A review of the Hospital policy "Therapeutic Intervention for escalating client behavior (revised 3/16) revealed a "Time Out Process," which stated in part, "When a client is placed on a time out staff must: ...inform the client of the length of time for time out, inform client of clear (realistic) expectations during time out (to stay in room ...These would be individualized depending on client's capabilities..."
While the time out process gives guidance of one minute for every year of age, it has no provision for educating patients as to the voluntary nature of the time out. According to policy, ;patients are informed they must stay in the room.
Based on all reviewed policies and documentation, the hospital demonstrated a physician ordered quiet room process and a behavioral plan, both which mandated the patient remain in the quiet room. Further, the hospital Time Out process also mandates a patient to remain in their room. All are equivalent to seclusion and do not provide for patient education about the voluntary nature of the use of a quiet room .
Tag No.: A0174
Based on review of restraint/seclusion training, and other documentation it was determined that the hospital included inappropriate criterion for the cessation of restraint /seclsuion which were subjective, coercive, and unrelated to immediate dangerous patient behaviors as evidenced by:
Review of the staff "1-Hour Face to Face Assessment of Client in Restraints or Seclusion" training slides revealed appropriate criterion for termination of restraint/seclusion which may include: "Originating behavior is no longer evident, client is no longer threat to self or others." However there were additional criterion that were not appropriate which included "improved mental status, ability to comply with expected behavior and verbally contracting for safety." The latter three criterion are subjective, and in some cases , could be coercive.
Based on the latter, patients admitted for acute mental illness might not, at a baseline, demonstrate an improved mental status, or be able to comply with expected behaviors, yet might also be free of dangerous behaviors. Additionally, the cognitive/developmental status of a patient may preclude their capability to understand and form a safety contract.
While mental status may be assessed, expected behaviors may be encouraged, and a safety contract may be discussed, the termination of restraint or seclusion is a behavioral rather than an intellectual goal based only on the cessation of the behavior which necessitated the intervention.

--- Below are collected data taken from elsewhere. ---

//! Tests for monitor settings resolution
//!
//! Tests that manipulate MUXBOT_* environment variables are marked #[serial].

use muxbot_common::config::{RecordsConfig, SheetConfig, TomlConfig};
use muxbot_common::Error;
use muxbot_monitor::config::{
    Args, MonitorSettings, DRY_RUN_WEBHOOK_URL, ENV_RECORDS_BASE_ID, ENV_RECORDS_TABLE_ID,
    ENV_RECORDS_TOKEN, ENV_RELAY_TOKEN, ENV_SHEET_WEBHOOK_URL,
};
use serial_test::serial;
use std::env;
use std::path::PathBuf;
use std::time::Duration;

const ENV_VARS: &[&str] = &[
    ENV_SHEET_WEBHOOK_URL,
    ENV_RELAY_TOKEN,
    ENV_RECORDS_BASE_ID,
    ENV_RECORDS_TABLE_ID,
    ENV_RECORDS_TOKEN,
    "MUXBOT_RECORDS_API_URL",
    "MUXBOT_RECORDS_ID_FIELD",
    "MUXBOT_ROOT_FOLDER",
    "MUXBOT_ROOT",
];

fn clear_env() {
    for var in ENV_VARS {
        env::remove_var(var);
    }
}

fn args_with_ids(ids: &[&str]) -> Args {
    Args {
        event_ids: ids.iter().map(|id| id.to_string()).collect(),
        root_folder: Some(PathBuf::from("/tmp/muxbot-test")),
        ..Args::default()
    }
}

fn toml_with_webhook() -> TomlConfig {
    TomlConfig {
        sheet: SheetConfig {
            webhook_url: Some("https://sheet.example/exec".to_string()),
            relay_token: None,
        },
        ..TomlConfig::default()
    }
}

#[test]
#[serial]
fn test_ids_come_from_dashboard_url_then_flags() {
    clear_env();
    let args = Args {
        dashboard_url: Some(
            "https://dash.example/live?filters[0]=video_id:abc&filters[1]=video_id:def".to_string(),
        ),
        event_ids: vec!["def".to_string(), " ghi ".to_string(), "".to_string()],
        ..args_with_ids(&[])
    };

    let settings = MonitorSettings::resolve(&args, &toml_with_webhook()).unwrap();

    assert_eq!(settings.event_ids, vec!["abc", "def", "ghi"]);
}

#[test]
#[serial]
fn test_no_ids_is_invalid_input() {
    clear_env();
    let result = MonitorSettings::resolve(&args_with_ids(&[]), &toml_with_webhook());

    assert!(matches!(result, Err(Error::InvalidInput(_))));
}

#[test]
#[serial]
fn test_missing_webhook_is_config_error() {
    clear_env();
    let result = MonitorSettings::resolve(&args_with_ids(&["evt-1"]), &TomlConfig::default());

    assert!(matches!(result, Err(Error::Config(_))));
}

#[test]
#[serial]
fn test_dry_run_uses_placeholder_webhook() {
    clear_env();
    let args = Args {
        dry_run: true,
        ..args_with_ids(&["evt-1"])
    };

    let settings = MonitorSettings::resolve(&args, &TomlConfig::default()).unwrap();

    assert!(settings.dry_run);
    assert_eq!(settings.webhook_url, DRY_RUN_WEBHOOK_URL);
}

#[test]
#[serial]
fn test_env_webhook_overrides_toml() {
    clear_env();
    env::set_var(ENV_SHEET_WEBHOOK_URL, "https://env.example/exec");
    env::set_var(ENV_RELAY_TOKEN, "secret");

    let settings = MonitorSettings::resolve(&args_with_ids(&["evt-1"]), &toml_with_webhook()).unwrap();

    assert_eq!(settings.webhook_url, "https://env.example/exec");
    assert_eq!(settings.relay_token.as_deref(), Some("secret"));
    clear_env();
}

#[test]
#[serial]
fn test_records_need_base_table_and_token() {
    clear_env();
    let mut toml = toml_with_webhook();
    toml.records = RecordsConfig {
        base_id: Some("app1".to_string()),
        table_id: Some("tbl1".to_string()),
        ..RecordsConfig::default()
    };

    let settings = MonitorSettings::resolve(&args_with_ids(&["evt-1"]), &toml).unwrap();
    assert!(settings.records.is_none());

    env::set_var(ENV_RECORDS_TOKEN, "pat-123");
    let settings = MonitorSettings::resolve(&args_with_ids(&["evt-1"]), &toml).unwrap();
    let records = settings.records.unwrap();
    assert_eq!(records.base_id, "app1");
    assert_eq!(records.table_id, "tbl1");
    assert_eq!(records.token, "pat-123");
    assert_eq!(records.api_url, "https://api.airtable.com");
    assert_eq!(records.id_field, "Live | Edit ID/Stream ID");
    clear_env();
}

#[test]
#[serial]
fn test_defaults_for_snapshot_port_and_interval() {
    clear_env();
    let settings = MonitorSettings::resolve(&args_with_ids(&["evt-1"]), &toml_with_webhook()).unwrap();

    assert_eq!(settings.snapshot, PathBuf::from("/tmp/muxbot-test/dashboard.txt"));
    assert_eq!(settings.port, 5741);
    assert_eq!(settings.poll_interval, Duration::from_millis(1000));
}

#[test]
#[serial]
fn test_interval_is_at_least_one_millisecond() {
    clear_env();
    let mut toml = toml_with_webhook();
    toml.poll_interval_ms = Some(250);
    toml.port = Some(6000);

    let settings = MonitorSettings::resolve(&args_with_ids(&["evt-1"]), &toml).unwrap();
    assert_eq!(settings.poll_interval, Duration::from_millis(250));
    assert_eq!(settings.port, 6000);

    let args = Args {
        interval_ms: Some(0),
        ..args_with_ids(&["evt-1"])
    };
    let settings = MonitorSettings::resolve(&args, &toml).unwrap();
    assert_eq!(settings.poll_interval, Duration::from_millis(1));
}
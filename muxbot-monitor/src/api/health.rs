//! Health check endpoint

use axum::{extract::State, routing::get, Json, Router};
use serde::Serialize;

use crate::AppState;

/// Health check response
#[derive(Debug, Serialize)]
pub struct HealthResponse {
    pub status: String,
    /// Module name ("muxbot-monitor")
    pub module: String,
    /// Crate version from Cargo.toml
    pub version: String,
    /// Seconds since service started
    pub uptime_seconds: u64,
}

/// GET /health
pub async fn health_check(State(state): State<AppState>) -> Json<HealthResponse> {
    let uptime = muxbot_common::time::now().signed_duration_since(state.startup_time);

    Json(HealthResponse {
        status: "ok".to_string(),
        module: "muxbot-monitor".to_string(),
        version: env!("CARGO_PKG_VERSION").to_string(),
        uptime_seconds: uptime.num_seconds().max(0) as u64,
    })
}

/// Build health check routes
pub fn health_routes() -> Router<AppState> {
    Router::new().route("/health", get(health_check))
}
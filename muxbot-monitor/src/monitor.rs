//! Polling monitor
//!
//! Owns one [`MonitoredSession`] and drives it from a timer: sample the
//! page, reconcile, and start whatever writes the engine chooses. Slow
//! network work (record fetch, bundle write, fill writes) runs on spawned
//! tasks whose results come back over a channel and are applied at the
//! start of the next tick, so only this task ever mutates the session.

use crate::engine::{
    apply_records, EnrichmentOutcome, FillJob, FillKind, FillOutcome, PeakDecision, PeakEngine, PeakSource,
    PeakWrite,
};
use crate::records::EnrichmentData;
use crate::sampler::PageSampler;
use crate::session::{MonitoredSession, SessionSnapshot};
use muxbot_common::events::{EventBus, MonitorEvent};
use muxbot_common::time;
use std::future::Future;
use std::sync::Arc;
use std::time::Duration;
use tokio::sync::{mpsc, RwLock};
use tokio::time::MissedTickBehavior;
use tracing::{debug, info, warn};

/// Latest session snapshot, shared with the status API
pub type SharedStatus = Arc<RwLock<Option<SessionSnapshot>>>;

/// Result of a spawned job, applied by the monitor task
#[derive(Debug)]
enum TaskMessage {
    RecordsResolved(Option<EnrichmentData>),
    Enrichment(EnrichmentOutcome),
    Fill(FillOutcome),
}

/// What one tick did
#[derive(Debug, Clone, Default, PartialEq)]
pub struct TickReport {
    pub sample: u64,
    /// None when the sample did not call for a reconcile
    pub decision: Option<PeakDecision>,
    pub bundle_started: bool,
    pub fills_started: usize,
    pub row_appended: bool,
}

pub struct Monitor {
    session: MonitoredSession,
    engine: PeakEngine,
    sampler: Arc<dyn PageSampler>,
    status: SharedStatus,
    events: EventBus,
    interval: Duration,
    tx: mpsc::UnboundedSender<TaskMessage>,
    rx: mpsc::UnboundedReceiver<TaskMessage>,
    in_flight: usize,
}

impl Monitor {
    pub fn new(
        session: MonitoredSession,
        engine: PeakEngine,
        sampler: Arc<dyn PageSampler>,
        status: SharedStatus,
        events: EventBus,
        interval: Duration,
    ) -> Self {
        let (tx, rx) = mpsc::unbounded_channel();
        Self {
            session,
            engine,
            sampler,
            status,
            events,
            interval,
            tx,
            rx,
            in_flight: 0,
        }
    }

    pub fn session(&self) -> &MonitoredSession {
        &self.session
    }

    /// Announce the session and kick off the background record fetch
    pub async fn start(&mut self) {
        info!(
            session_key = %self.session.session_key,
            ids = self.session.event_ids.len(),
            "Monitoring started"
        );
        self.events.emit_lossy(MonitorEvent::MonitoringStarted {
            session_key: self.session.session_key.clone(),
            event_ids: self.session.event_ids.clone(),
            timestamp: time::now(),
        });
        self.start_record_fetch();
        self.publish_status().await;
    }

    fn start_record_fetch(&mut self) {
        if self.session.event_ids.is_empty() || self.session.fetch_in_progress {
            return;
        }
        self.session.fetch_in_progress = true;

        let engine = self.engine.clone();
        let ids = self.session.event_ids.clone();
        self.spawn(async move {
            match engine.fetch_enrichment(&ids).await {
                Ok(data) => TaskMessage::RecordsResolved(data),
                Err(e) => {
                    warn!(error = %e, "Enrichment record fetch failed");
                    TaskMessage::RecordsResolved(None)
                }
            }
        });
    }

    fn spawn<F>(&mut self, job: F)
    where
        F: Future<Output = TaskMessage> + Send + 'static,
    {
        self.in_flight += 1;
        let tx = self.tx.clone();
        tokio::spawn(async move {
            // Receiver is gone only when the monitor stopped
            let _ = tx.send(job.await);
        });
    }

    fn spawn_fill(&mut self, job: FillJob) {
        self.spawn(async move { TaskMessage::Fill(job.run().await) });
    }

    /// One polling step
    pub async fn tick(&mut self) -> TickReport {
        self.drain_messages();
        let mut report = TickReport {
            fills_started: self.start_due_fills(),
            ..TickReport::default()
        };

        let sample = self.sampler.sample_current_metric().await;
        report.sample = sample;

        // Also retry while our observed peak is ahead of the last known remote value
        let advanced = sample > self.session.observed_peak;
        let unconfirmed = self.session.observed_peak > self.session.remote_peak;
        if advanced || unconfirmed {
            let previous = self.session.observed_peak;
            let decision = self.engine.reconcile(&mut self.session, sample).await;
            report.decision = Some(decision);

            match decision.source {
                PeakSource::Remote => {
                    self.events.emit_lossy(MonitorEvent::RemotePeakAdopted {
                        session_key: self.session.session_key.clone(),
                        peak: decision.decided_peak,
                        timestamp: time::now(),
                    });
                }
                PeakSource::Local if decision.decided_peak > previous => {
                    self.events.emit_lossy(MonitorEvent::PeakAccepted {
                        session_key: self.session.session_key.clone(),
                        peak: decision.decided_peak,
                        previous,
                        timestamp: time::now(),
                    });

                    let write = self
                        .engine
                        .on_new_peak_detected(&mut self.session, decision.decided_peak)
                        .await;
                    if let PeakWrite::Bundle(job) = write {
                        report.bundle_started = true;
                        self.spawn(async move { TaskMessage::Enrichment(job.run().await) });
                    }

                    report.row_appended = self.engine.append_peak_row(&self.session).await;
                }
                PeakSource::Local => {
                    // Unconfirmed rewrite of the same peak; enrichment waits for the next advance
                    debug!(
                        session_key = %self.session.session_key,
                        peak = decision.decided_peak,
                        "Rewrote unconfirmed peak"
                    );
                }
                PeakSource::Equal | PeakSource::Rejected => {}
            }
        }

        self.publish_status().await;
        report
    }

    fn start_due_fills(&mut self) -> usize {
        let mut started = 0;
        if let Some(job) = self.engine.take_due_initial_fill(&mut self.session) {
            self.spawn_fill(job);
            started += 1;
        }
        if let Some(job) = self.engine.take_due_backfill(&mut self.session) {
            self.spawn_fill(job);
            started += 1;
        }
        started
    }

    fn drain_messages(&mut self) {
        while let Ok(message) = self.rx.try_recv() {
            self.apply(message);
        }
    }

    fn apply(&mut self, message: TaskMessage) {
        self.in_flight = self.in_flight.saturating_sub(1);
        let session_key = self.session.session_key.clone();

        match message {
            TaskMessage::RecordsResolved(data) => {
                let record_count = data.as_ref().map_or(0, |d| d.record_count);
                apply_records(&mut self.session, data);
                info!(
                    session_key = %session_key,
                    records = record_count,
                    name = %self.session.display_name,
                    "Enrichment records resolved"
                );
                self.events.emit_lossy(MonitorEvent::RecordsResolved {
                    session_key,
                    display_name: self.session.display_name.clone(),
                    record_count,
                    timestamp: time::now(),
                });
            }
            TaskMessage::Enrichment(outcome) => {
                let event = match &outcome {
                    EnrichmentOutcome::Sent { peak, .. } => MonitorEvent::EnrichmentSent {
                        session_key,
                        peak: *peak,
                        timestamp: time::now(),
                    },
                    EnrichmentOutcome::Failed { error, .. } => MonitorEvent::EnrichmentFailed {
                        session_key,
                        reason: error.clone(),
                        timestamp: time::now(),
                    },
                    EnrichmentOutcome::Unavailable { .. } => MonitorEvent::EnrichmentFailed {
                        session_key,
                        reason: "enrichment data unavailable".to_string(),
                        timestamp: time::now(),
                    },
                };
                outcome.apply_to(&mut self.session);
                self.events.emit_lossy(event);
            }
            TaskMessage::Fill(outcome) => {
                if outcome.kind == FillKind::Backfill {
                    self.events.emit_lossy(MonitorEvent::BackfillCompleted {
                        session_key,
                        ok: outcome.ok,
                        timestamp: time::now(),
                    });
                }
                outcome.apply_to(&mut self.session);
            }
        }
    }

    /// Wait for every spawned job, including fills they make due
    pub async fn settle(&mut self) {
        loop {
            while self.in_flight > 0 {
                match self.rx.recv().await {
                    Some(message) => self.apply(message),
                    None => break,
                }
            }
            if self.start_due_fills() == 0 {
                break;
            }
        }
        self.publish_status().await;
    }

    async fn publish_status(&self) {
        debug!(title = %self.session.title(), "Status updated");
        *self.status.write().await = Some(self.session.snapshot());
    }

    /// Poll until `shutdown` resolves; in-flight jobs are left to finish alone
    pub async fn run<F>(mut self, shutdown: F)
    where
        F: Future<Output = ()>,
    {
        self.start().await;

        let mut ticker = tokio::time::interval(self.interval);
        ticker.set_missed_tick_behavior(MissedTickBehavior::Skip);
        tokio::pin!(shutdown);

        loop {
            tokio::select! {
                _ = &mut shutdown => {
                    info!(session_key = %self.session.session_key, "Monitor stopping");
                    break;
                }
                _ = ticker.tick() => {
                    self.tick().await;
                }
            }
        }
    }
}
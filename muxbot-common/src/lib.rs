//! # MuxBot Common Library
//!
//! Shared code for the MuxBot services including:
//! - Error and result types
//! - Configuration loading (TOML, environment, compiled defaults)
//! - Monitor event types and the broadcast EventBus
//! - SSE streaming helper
//! - Timestamp utilities

pub mod config;
pub mod error;
pub mod events;
pub mod sse;
pub mod time;

pub use error::{Error, Result};
pub use events::{EventBus, MonitorEvent};
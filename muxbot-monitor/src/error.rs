//! Error types for muxbot-monitor's status API

use axum::{
    http::StatusCode,
    response::{IntoResponse, Response},
    Json,
};
use serde_json::json;
use thiserror::Error;

/// API error type
#[derive(Debug, Error)]
pub enum ApiError {
    /// Resource not found (404)
    #[error("Resource not found: {0}")]
    NotFound(String),

    /// Upstream spreadsheet unreachable or failing (502)
    #[error("Upstream error: {0}")]
    Upstream(String),
}

impl IntoResponse for ApiError {
    fn into_response(self) -> Response {
        let (status, error_code, message) = match self {
            ApiError::NotFound(msg) => (StatusCode::NOT_FOUND, "NOT_FOUND", msg),
            ApiError::Upstream(msg) => (StatusCode::BAD_GATEWAY, "UPSTREAM_ERROR", msg),
        };

        let body = Json(json!({
            "error": {
                "code": error_code,
                "message": message,
            }
        }));

        (status, body).into_response()
    }
}

/// Result type for API handlers
pub type ApiResult<T> = Result<T, ApiError>;
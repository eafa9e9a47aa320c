//! Database access for muxbot-monitor
//!
//! A single SQLite file in the root folder backs the durable key-value store.

use muxbot_common::Result;
use sqlx::sqlite::SqlitePoolOptions;
use sqlx::SqlitePool;
use std::path::Path;

/// Initialize database connection pool
///
/// Creates the file (and parent directory) on first run.
pub async fn init_database_pool(db_path: &Path) -> Result<SqlitePool> {
    if let Some(parent) = db_path.parent() {
        std::fs::create_dir_all(parent)?;
    }

    // mode=rwc: read, write, create
    let db_url = format!("sqlite://{}?mode=rwc", db_path.display());
    tracing::debug!("Connecting to database: {}", db_url);

    let pool = SqlitePool::connect(&db_url).await?;
    init_tables(&pool).await?;

    Ok(pool)
}

/// In-memory database for tests and dry runs
///
/// Limited to one connection: every new `:memory:` connection would
/// otherwise see its own empty database.
pub async fn init_memory_pool() -> Result<SqlitePool> {
    let pool = SqlitePoolOptions::new()
        .max_connections(1)
        .connect("sqlite::memory:")
        .await?;
    init_tables(&pool).await?;
    Ok(pool)
}

/// Create muxbot-monitor tables if they don't exist
async fn init_tables(pool: &SqlitePool) -> Result<()> {
    sqlx::query(
        r#"
        CREATE TABLE IF NOT EXISTS kv_store (
            key TEXT PRIMARY KEY,
            value TEXT NOT NULL,
            updated_at TEXT NOT NULL
        )
        "#,
    )
    .execute(pool)
    .await?;

    tracing::info!("Database tables initialized (kv_store)");

    Ok(())
}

Review of actual restraint/seclusion forms revealed other listed criterion inclusive of,
- "Originating behavior of _______is no longer evident;
- does not demonstrate risk of danger to others;
- does not demonstrate risk of danger to self;
- is willing to respond to directions given
- verbally contracts to comply with safety plan;
- is responding to alternate /less restrictive measures;
- Has been sleeping (greater than) 30 min.
- Other _________
The use of restraint and seclusion are based on actual and imminently dangerous behaviors, for instance, threats of harm. A "Risk" of danger without additional observed behaviors are potentials, which do not represent objective, real-time justification for restraint and seclusion.
A patient can only respond to alternate/less restrictive measures, following cessation of the dangerous behavior which required the intervention. Less restrictive measures would mean a release from restraint and seclusion.
Based on all restraint/seclusion documentation, the hospital uses both appropriate and inappropriate criterion for release from restraint and seclusion, where the only criterion is the cessation of the dangerous behavior which necessitated the intervention.